Sunday we hired a driver and went to Tivoli to see how real Italians lived. The driver’s name was Dino…of course.
Amy inquired at the concierge desk at the hotel. Alexandra was very helpful and said she would call one of her “friends”. Her phone call consisted of a lot of hand gestures, kissing the phone and saying “Ciao, ciao, ciao” a bunch of times. It seems the Italian phone system can pick up waving of hands. This secret code got us Dino.
Tivoli is where the Romans got all the marble to build Original Roma. To haul the billions of tons of marble used in the construction they needed a really good road. That worked out so well that they went on to build the greatest road system in the ancient world.
The road system that the barbarian hoards used to invade Rome.
The first thing to get used to in Italy is they use the metric system for money – the Euro. Anything priced with a weird looking “E” is automatically 4 times as expensive. A Coca Cola that should cost $1.25 is €4. A $35 Polo shirt? Figure on €195. I finally figured it out, they use the same pricing scale as Disneyland.
The Euro replaced the Lira 15 years ago. The Lira was much more fun because it took 2.3 million lira to equal one dollar. A kid could get his weekly allowance and claim to be a millionaire. A lot of people don’t know that Italy invented paper money because of this. Hauling a payroll for the legionnaires in billions of coins led to the fall of the Roman Empire, I think.

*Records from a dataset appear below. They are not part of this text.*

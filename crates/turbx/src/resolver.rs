// Copyright 2019-2026 Maravilla Labs, operated by SOLUTAS GmbH, Switzerland
// SPDX-License-Identifier: Apache-2.0
// SPDX-License-Identifier: MIT

//! Template resource resolution.
//!
//! This module provides the [`ResourceResolver`] trait and the filesystem
//! implementation used in production.
//!
//! # Resolver Implementations
//!
//! - [`FileSystemResolver`]: Loads templates below the configured root directory
//! - [`MemoryResourceResolver`](crate::MemoryResourceResolver): In-memory storage (tests, embedding)
//!
//! # Resolution
//!
//! The engine passes the template root (its `root` option) and a relative
//! file name that already carries the extension, e.g. `components/Nav.xhtml`.
//! A name that escapes the root through `..` is rejected with
//! [`TurbxError::PathLeak`].

use crate::error::{Result, TurbxError};
use std::path::{Component, Path, PathBuf};

/// Converts a path to a string with forward slashes.
#[inline]
pub fn path_to_string<P: AsRef<Path>>(path: P) -> String {
    #[cfg(windows)]
    {
        path.as_ref().to_string_lossy().replace('\\', "/")
    }
    #[cfg(not(windows))]
    {
        path.as_ref().to_string_lossy().to_string()
    }
}

/// A resolved template with its path and source.
#[derive(Debug, Clone)]
pub struct ResolvedResource {
    /// Full path of the template.
    pub path: String,
    /// The template source.
    pub source: String,
}

/// Trait for locating and loading template sources.
///
/// Implementations are shared between concurrent renders.
pub trait ResourceResolver: Send + Sync + 'static {
    /// Loads `name` (relative, extension included) below `root`.
    fn resolve(&self, root: &str, name: &str) -> Result<ResolvedResource>;

    /// Returns true when `name` exists below `root`.
    fn exists(&self, root: &str, name: &str) -> bool {
        self.resolve(root, name).is_ok()
    }
}

/// Joins `name` under `root`, rejecting names that climb out of it.
pub fn join_under_root(root: &Path, name: &str) -> Result<PathBuf> {
    let mut parts: Vec<&std::ffi::OsStr> = Vec::new();
    for component in Path::new(name).components() {
        match component {
            Component::Normal(part) => parts.push(part),
            Component::CurDir | Component::RootDir => {}
            Component::ParentDir => {
                if parts.pop().is_none() {
                    return Err(TurbxError::PathLeak(name.to_string()));
                }
            }
            Component::Prefix(_) => return Err(TurbxError::PathLeak(name.to_string())),
        }
    }
    let mut path = root.to_path_buf();
    path.extend(parts);
    Ok(path)
}

/// Filesystem-based resource resolver.
///
/// Only available with the `filesystem` feature.
///
/// # Examples
///
/// ```rust,ignore
/// use turbx::FileSystemResolver;
///
/// let resolver = FileSystemResolver::new();
/// let resource = resolver.resolve("./templates", "index.xhtml")?;
/// ```
#[cfg(feature = "filesystem")]
#[derive(Debug, Clone, Default)]
pub struct FileSystemResolver;

#[cfg(feature = "filesystem")]
impl FileSystemResolver {
    /// Creates a new filesystem resolver.
    pub fn new() -> Self {
        Self
    }

    fn locate(&self, root: &str, name: &str) -> Result<PathBuf> {
        if root.is_empty() {
            return Err(TurbxError::MissingRoot);
        }
        let root_path = Path::new(root);
        let path = join_under_root(root_path, name)?;

        // symlinks may still point outside of the root
        if let (Ok(real), Ok(real_root)) = (path.canonicalize(), root_path.canonicalize()) {
            if !real.starts_with(&real_root) {
                return Err(TurbxError::PathLeak(name.to_string()));
            }
        }
        Ok(path)
    }
}

#[cfg(feature = "filesystem")]
impl ResourceResolver for FileSystemResolver {
    fn resolve(&self, root: &str, name: &str) -> Result<ResolvedResource> {
        let path = self.locate(root, name)?;
        if !path.is_file() {
            return Err(TurbxError::NotFound(path_to_string(&path)));
        }
        let source = std::fs::read_to_string(&path)?;
        tracing::debug!("Resolved template '{}' to {}", name, path.display());
        Ok(ResolvedResource {
            path: path_to_string(&path),
            source,
        })
    }

    fn exists(&self, root: &str, name: &str) -> bool {
        self.locate(root, name).is_ok_and(|path| path.is_file())
    }
}

#[cfg(test)]
mod tests {
    use super::*;

    #[test]
    fn test_join_under_root() {
        let root = Path::new("/srv/views");
        assert_eq!(
            join_under_root(root, "components/Nav.xhtml").unwrap(),
            PathBuf::from("/srv/views/components/Nav.xhtml")
        );
        assert_eq!(
            join_under_root(root, "/a/../b.xhtml").unwrap(),
            PathBuf::from("/srv/views/b.xhtml")
        );
        assert!(matches!(
            join_under_root(root, "../secret.xhtml"),
            Err(TurbxError::PathLeak(_))
        ));
        assert!(matches!(
            join_under_root(root, "a/../../etc/passwd"),
            Err(TurbxError::PathLeak(_))
        ));
    }

    #[cfg(feature = "filesystem")]
    #[test]
    fn test_filesystem_resolver() {
        let temp = tempfile::TempDir::new().unwrap();
        std::fs::create_dir(temp.path().join("components")).unwrap();
        std::fs::write(temp.path().join("index.xhtml"), "<p>home</p>").unwrap();
        std::fs::write(temp.path().join("components/Nav.xhtml"), "<nav/>").unwrap();
        let root = path_to_string(temp.path());

        let resolver = FileSystemResolver::new();
        let resolved = resolver.resolve(&root, "index.xhtml").unwrap();
        assert_eq!(resolved.source, "<p>home</p>");
        assert!(resolved.path.ends_with("index.xhtml"));

        assert!(resolver.exists(&root, "components/Nav.xhtml"));
        assert!(!resolver.exists(&root, "components/Missing.xhtml"));
        assert!(resolver.resolve(&root, "missing.xhtml").unwrap_err().is_not_found());
        assert!(matches!(
            resolver.resolve(&root, "../index.xhtml"),
            Err(TurbxError::PathLeak(_))
        ));
        assert!(matches!(
            resolver.resolve("", "index.xhtml"),
            Err(TurbxError::MissingRoot)
        ));
    }
}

In Tivoli (Italy, not Copenhagen) there are two fascinating sites. Villa Adriana and Villa d’Este.
Villa Adriana looks like this…
it use to look like this.
Cardinal Ippolito II d’Este, after the disappointment of a failed bid for the papacy, revived the magnificence of Villa Adriana by building Villa d’Este. Sorta like Al Gore building his big place in Nashville, “The Carbon Footprint Plantation” .
As Governor of Tivoli from 1550, he came up with the idea of creating a garden on the hanging cliffs of the “Valle gaudente”.
There were a lot of Roman baths at Adriana…not sure if the Cardinal went in for that.
We finished the day discovering the park above the Plaza de Popolo. Amy thought it was just the place where Italian men took unsuspecting tourist ladies “…to see the sunset”…if you know what I mean.
But there we found a really cool urban oasis, the gardens of Villa Borghese.
Right nearby is the Villa Medici. Owned by one or another of the Medici popes, there were four of them (sorta like the Bush family), it was later taken over by Napoleon who moved in a bunch of French painters and named it Académie de France à Rome, which pissed off the local marble sculpture crowd. I’m sure there was some war fought over it.